Empregadora do Polo Industrial de Manaus Individa por Assédio Sexual com Indenização de R$ 10 mil

Uma empresa localizada no Polo Industrial de Manaus foi condenada a pagar R$ 10 mil em indenização por danos morais após um caso de assédio sexual denunciado por uma auxiliar de produção. A decisão, proferida pela 10ª Vara do Trabalho de Manaus, também reconheceu a rescisão indireta do contrato da funcionária, permitindo que ela recebesse suas verbas rescisórias.

O Episódio de Assédio

A auxiliar de produção, contratada em fevereiro de 2025, relatou que foi assediada pelo vice-diretor da empresa quatro meses após sua contratação. O incidente ocorreu durante uma falha de energia na fábrica, quando a funcionária foi instruída a coletar resíduos em outro setor. No caminho, encontrou-se com o vice-diretor, que a segurou pelos braços e a beijou à força, sem consentimento, na presença de uma colega de trabalho.

Consequências Psicológicas e Ação Judicial

Após o episódio, a auxiliar sentiu um forte abalo psicológico, levando-a a buscar atendimento psicoterapêutico. Em decorrência do trauma, decidiu entrar com uma ação judicial pedindo indenização por danos morais e a rescisão indireta do seu contrato de trabalho. A defesa da empresa, por sua vez, negou as acusações e afirmou ter realizado uma sindicância interna que não encontrou evidências do assédio, além de oferecer suporte psicológico à funcionária, proposta que, segundo eles, não foi aceita.

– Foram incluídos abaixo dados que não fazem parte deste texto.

//! Conflict detection and resolution contract.
//!
//! A conflict exists when the fork wrote a document based on a master
//! state ("assumed master state") that is no longer master's real state.
//! Both engines hand such cases to a [`ConflictHandler`].
//!
//! # Contract
//!
//! - `is_equal(a, b)` is pure and synchronous. Engines use it to decide
//!   whether two states have converged and no write is needed.
//! - `resolve(input)` is deterministic: the same input always yields the
//!   same outcome, so peers replicating against one master converge
//!   without coordinating. It may be async (e.g., ask the user, call a
//!   merge service).
//! - An error from `resolve` aborts the batch; the batch is retried after
//!   backoff and the document is never dropped.
//!
//! # Outcomes
//!
//! ```text
//! is_equal(new, real) ─yes─→ Equal            (no write, just meta)
//!        │no
//!        ↓
//! handler decides  ────────→ Resolved(doc)    (doc written to the fork,
//!                                              pushed on the next cycle)
//! ```
//!
//! The default [`MasterWins`] returns `real_master_state` verbatim.

use crate::document::{Direction, Document};
use crate::error::{ReplicationError, Result};
use crate::storage::BoxFuture;
use serde::{Deserialize, Serialize};

/// The three states a conflict decision is based on.
#[derive(Debug, Clone, PartialEq, Serialize, Deserialize)]
#[serde(rename_all = "camelCase")]
pub struct ConflictInput {
    /// The fork's current state.
    pub new_document_state: Document,
    /// What the fork believed master had; `None` if it never saw master's copy.
    pub assumed_master_state: Option<Document>,
    /// Master's actual current state.
    pub real_master_state: Document,
}

impl ConflictInput {
    pub fn document_id(&self) -> &str {
        &self.real_master_state.id
    }
}

/// Result of [`ConflictHandler::resolve`].
#[derive(Debug, Clone, PartialEq, Serialize, Deserialize)]
#[serde(rename_all = "camelCase", tag = "outcome", content = "document")]
pub enum ConflictOutcome {
    /// Fork and master converged independently; nothing to write.
    Equal,
    /// Merged state to write into the fork.
    Resolved(Document),
}

/// Informational event emitted for every handled conflict.
#[derive(Debug, Clone, PartialEq)]
pub struct ResolvedConflict {
    /// Which engine detected it.
    pub direction: Direction,
    pub input: ConflictInput,
    pub outcome: ConflictOutcome,
}

/// Pluggable, deterministic conflict resolution.
pub trait ConflictHandler: Send + Sync + 'static {
    /// Whether two wire states are identical for replication purposes.
    ///
    /// Default implementation compares id, fields and the tombstone flag.
    fn is_equal(&self, a: &Document, b: &Document) -> bool {
        a == b
    }

    /// Decide the outcome of a conflict.
    ///
    /// `context` names the call site (`"push"` or `"pull"`) for handlers
    /// that log or branch on it.
    fn resolve<'a>(&'a self, input: &'a ConflictInput, context: &'a str) -> BoxFuture<'a, ConflictOutcome>;
}

/// Run `handler.resolve` for one of the engines.
///
/// Errors from the handler are reported as [`ReplicationError::ConflictHandler`]
/// for the document, and a resolution for a different id is rejected.
pub(crate) async fn resolve_for(
    handler: &dyn ConflictHandler,
    input: &ConflictInput,
    direction: Direction,
) -> Result<ConflictOutcome> {
    let context = match direction {
        Direction::Up => "push",
        Direction::Down => "pull",
    };
    let document_id = input.document_id();

    let outcome = handler.resolve(input, context).await.map_err(|e| match e {
        e @ ReplicationError::ConflictHandler { .. } => e,
        other => ReplicationError::ConflictHandler {
            document_id: document_id.to_string(),
            message: other.to_string(),
        },
    })?;

    if let ConflictOutcome::Resolved(doc) = &outcome {
        if doc.id != document_id {
            return Err(ReplicationError::ConflictHandler {
                document_id: document_id.to_string(),
                message: format!("resolved document has id {:?}", doc.id),
            });
        }
    }
    Ok(outcome)
}

/// Master always wins: the fork adopts master's state unless equal.
#[derive(Debug, Clone, Copy, Default)]
pub struct MasterWins;

impl ConflictHandler for MasterWins {
    fn resolve<'a>(&'a self, input: &'a ConflictInput, _context: &'a str) -> BoxFuture<'a, ConflictOutcome> {
        Box::pin(async move {
            if self.is_equal(&input.new_document_state, &input.real_master_state) {
                return Ok(ConflictOutcome::Equal);
            }
            Ok(ConflictOutcome::Resolved(input.real_master_state.clone()))
        })
    }
}

/// Adapter turning a synchronous merge function into a [`ConflictHandler`].
///
/// Equality is checked first, so `merge` is only called for genuinely
/// diverged states.
///
/// ```rust
/// use replication_protocol::conflict::{ConflictInput, FnConflictHandler};
/// use replication_protocol::Document;
///
/// // Highest "v" wins
/// let handler = FnConflictHandler::new(|input: &ConflictInput| {
///     let v = |d: &Document| d.get("v").and_then(|v| v.as_i64()).unwrap_or(0);
///     if v(&input.new_document_state) > v(&input.real_master_state) {
///         input.new_document_state.clone()
///     } else {
///         input.real_master_state.clone()
///     }
/// });
/// # let _ = handler;
/// ```
pub struct FnConflictHandler<F> {
    merge: F,
}

impl<F> FnConflictHandler<F>
where
    F: Fn(&ConflictInput) -> Document + Send + Sync + 'static,
{
    pub fn new(merge: F) -> Self {
        Self { merge }
    }
}

impl<F> ConflictHandler for FnConflictHandler<F>
where
    F: Fn(&ConflictInput) -> Document + Send + Sync + 'static,
{
    fn resolve<'a>(&'a self, input: &'a ConflictInput, _context: &'a str) -> BoxFuture<'a, ConflictOutcome> {
        Box::pin(async move {
            if self.is_equal(&input.new_document_state, &input.real_master_state) {
                return Ok(ConflictOutcome::Equal);
            }
            Ok(ConflictOutcome::Resolved((self.merge)(input)))
        })
    }
}

impl<F> std::fmt::Debug for FnConflictHandler<F> {
    fn fmt(&self, f: &mut std::fmt::Formatter<'_>) -> std::fmt::Result {
        f.write_str("FnConflictHandler")
    }
}

#[cfg(test)]
mod tests {
    use super::*;
    use serde_json::json;

    fn input(new: Document, real: Document) -> ConflictInput {
        ConflictInput {
            new_document_state: new,
            assumed_master_state: None,
            real_master_state: real,
        }
    }

    #[tokio::test]
    async fn test_master_wins_equal() {
        let a = Document::new("x").with_field("v", 1);
        let outcome = MasterWins.resolve(&input(a.clone(), a), "push").await.unwrap();
        assert_eq!(outcome, ConflictOutcome::Equal);
    }

    #[tokio::test]
    async fn test_master_wins_returns_master_verbatim() {
        let fork = Document::new("x").with_field("v", 1);
        let master = Document::new("x").with_field("v", 2).with_field("extra", true);
        let outcome = MasterWins.resolve(&input(fork, master.clone()), "pull").await.unwrap();
        assert_eq!(outcome, ConflictOutcome::Resolved(master));
    }

    #[tokio::test]
    async fn test_master_wins_tombstone_is_not_equal() {
        let fork = Document::new("x");
        let master = Document::tombstone("x");
        let outcome = MasterWins.resolve(&input(fork, master.clone()), "pull").await.unwrap();
        assert_eq!(outcome, ConflictOutcome::Resolved(master));
    }

    #[tokio::test]
    async fn test_fn_handler_merges() {
        let handler = FnConflictHandler::new(|input: &ConflictInput| {
            let mut merged = input.real_master_state.clone();
            for (k, v) in &input.new_document_state.fields {
                merged.fields.entry(k.clone()).or_insert_with(|| v.clone());
            }
            merged
        });

        let fork = Document::new("x").with_field("local", 1);
        let master = Document::new("x").with_field("remote", 2);
        let outcome = handler.resolve(&input(fork, master), "push").await.unwrap();
        match outcome {
            ConflictOutcome::Resolved(doc) => {
                assert_eq!(doc.get("local"), Some(&json!(1)));
                assert_eq!(doc.get("remote"), Some(&json!(2)));
            }
            ConflictOutcome::Equal => panic!("expected a merge"),
        }
    }

    #[tokio::test]
    async fn test_fn_handler_short_circuits_equal() {
        let handler = FnConflictHandler::new(|_: &ConflictInput| panic!("merge must not run for equal states"));
        let a = Document::new("x").with_field("v", 1);
        assert_eq!(handler.resolve(&input(a.clone(), a), "push").await.unwrap(), ConflictOutcome::Equal);
    }

    struct Failing;

    impl ConflictHandler for Failing {
        fn resolve<'a>(&'a self, _input: &'a ConflictInput, _context: &'a str) -> BoxFuture<'a, ConflictOutcome> {
            Box::pin(async { Err(ReplicationError::Internal("merge service down".into())) })
        }
    }

    #[tokio::test]
    async fn test_resolve_for_wraps_handler_errors() {
        let err = resolve_for(&Failing, &input(Document::new("x"), Document::new("x")), Direction::Up)
            .await
            .unwrap_err();
        match err {
            ReplicationError::ConflictHandler { document_id, message } => {
                assert_eq!(document_id, "x");
                assert!(message.contains("merge service down"));
            }
            other => panic!("unexpected error: {other:?}"),
        }
    }

    #[tokio::test]
    async fn test_resolve_for_rejects_foreign_id() {
        let handler = FnConflictHandler::new(|_: &ConflictInput| Document::new("other"));
        let fork = Document::new("x").with_field("v", 1);
        let master = Document::new("x").with_field("v", 2);
        let err = resolve_for(&handler, &input(fork, master), Direction::Down)
            .await
            .unwrap_err();
        assert!(matches!(err, ReplicationError::ConflictHandler { .. }));
    }

    #[test]
    fn test_outcome_serialization() {
        let resolved = ConflictOutcome::Resolved(Document::new("x"));
        let json = serde_json::to_value(&resolved).unwrap();
        assert_eq!(json["outcome"], json!("resolved"));
        assert_eq!(json["document"]["id"], json!("x"));
        assert_eq!(serde_json::to_value(ConflictOutcome::Equal).unwrap(), json!({"outcome": "equal"}));
    }
}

Decisão da Justiça e Fundamentação

A juíza Larissa Carril, responsável pelo julgamento do caso, considerou que as evidências apresentadas pela auxiliar eram suficientes para confirmar a ocorrência do assédio. Entre os documentos analisados, destacaram-se um relatório psicológico que atestava o acompanhamento da trabalhadora e um boletim de ocorrência registrado na polícia. Esses elementos ajudaram a validar o relato da vítima e a evidenciar os efeitos do incidente em sua saúde mental.

Análise da Prova e Conflito de Interesse

A juíza observou também que a única testemunha do caso tinha um vínculo de subordinação com a empresa, o que poderia influenciar seu depoimento, dado o cargo do acusado. Além disso, a sindicância interna realizada pela empresa foi criticada pela magistrada, que apontou um potencial conflito de interesse, já que a investigação foi conduzida pelo setor jurídico da companhia, incluindo advogados que defendem a empresa no processo.

Conclusão

Em sua sentença, a juíza concluiu que a empresa teve responsabilidade pelo assédio sexual e pela maneira inadequada como tratou a situação internamente. A análise sob a perspectiva de gênero reforçou a veracidade do relato da funcionária, evidenciando as falhas na condução do processo e a necessidade de um ambiente de trabalho seguro e respeitoso. Com isso, a condenação serve como um alerta sobre a importância de medidas efetivas contra o assédio no ambiente profissional.